[Opening INFORMATION section]

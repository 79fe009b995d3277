//! Logging utilities and structured logging support
//!
//! The library only emits through the `log` facade; binaries install the
//! logger of their choice.

pub use log::{debug, info, warn, error, trace};

/// Initialize logging for tests, ignoring repeated initialization
pub fn init_for_tests() {
    let _ = env_logger::builder().is_test(true).try_init();
}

[Closing INFORMATION section]

| WHAT IS REQUIRED |
The full set of entries above needs to be restated word for word.

| FINAL ANSWER |
repository 79fe009b995d3277
//! Logging utilities and structured logging support
//!
//! The library only emits through the `log` facade; binaries install the
//! logger of their choice.

pub use log::{debug, info, warn, error, trace};

/// Initialize logging for tests, ignoring repeated initialization
pub fn init_for_tests() {
    let _ = env_logger::builder().is_test(true).try_init();
}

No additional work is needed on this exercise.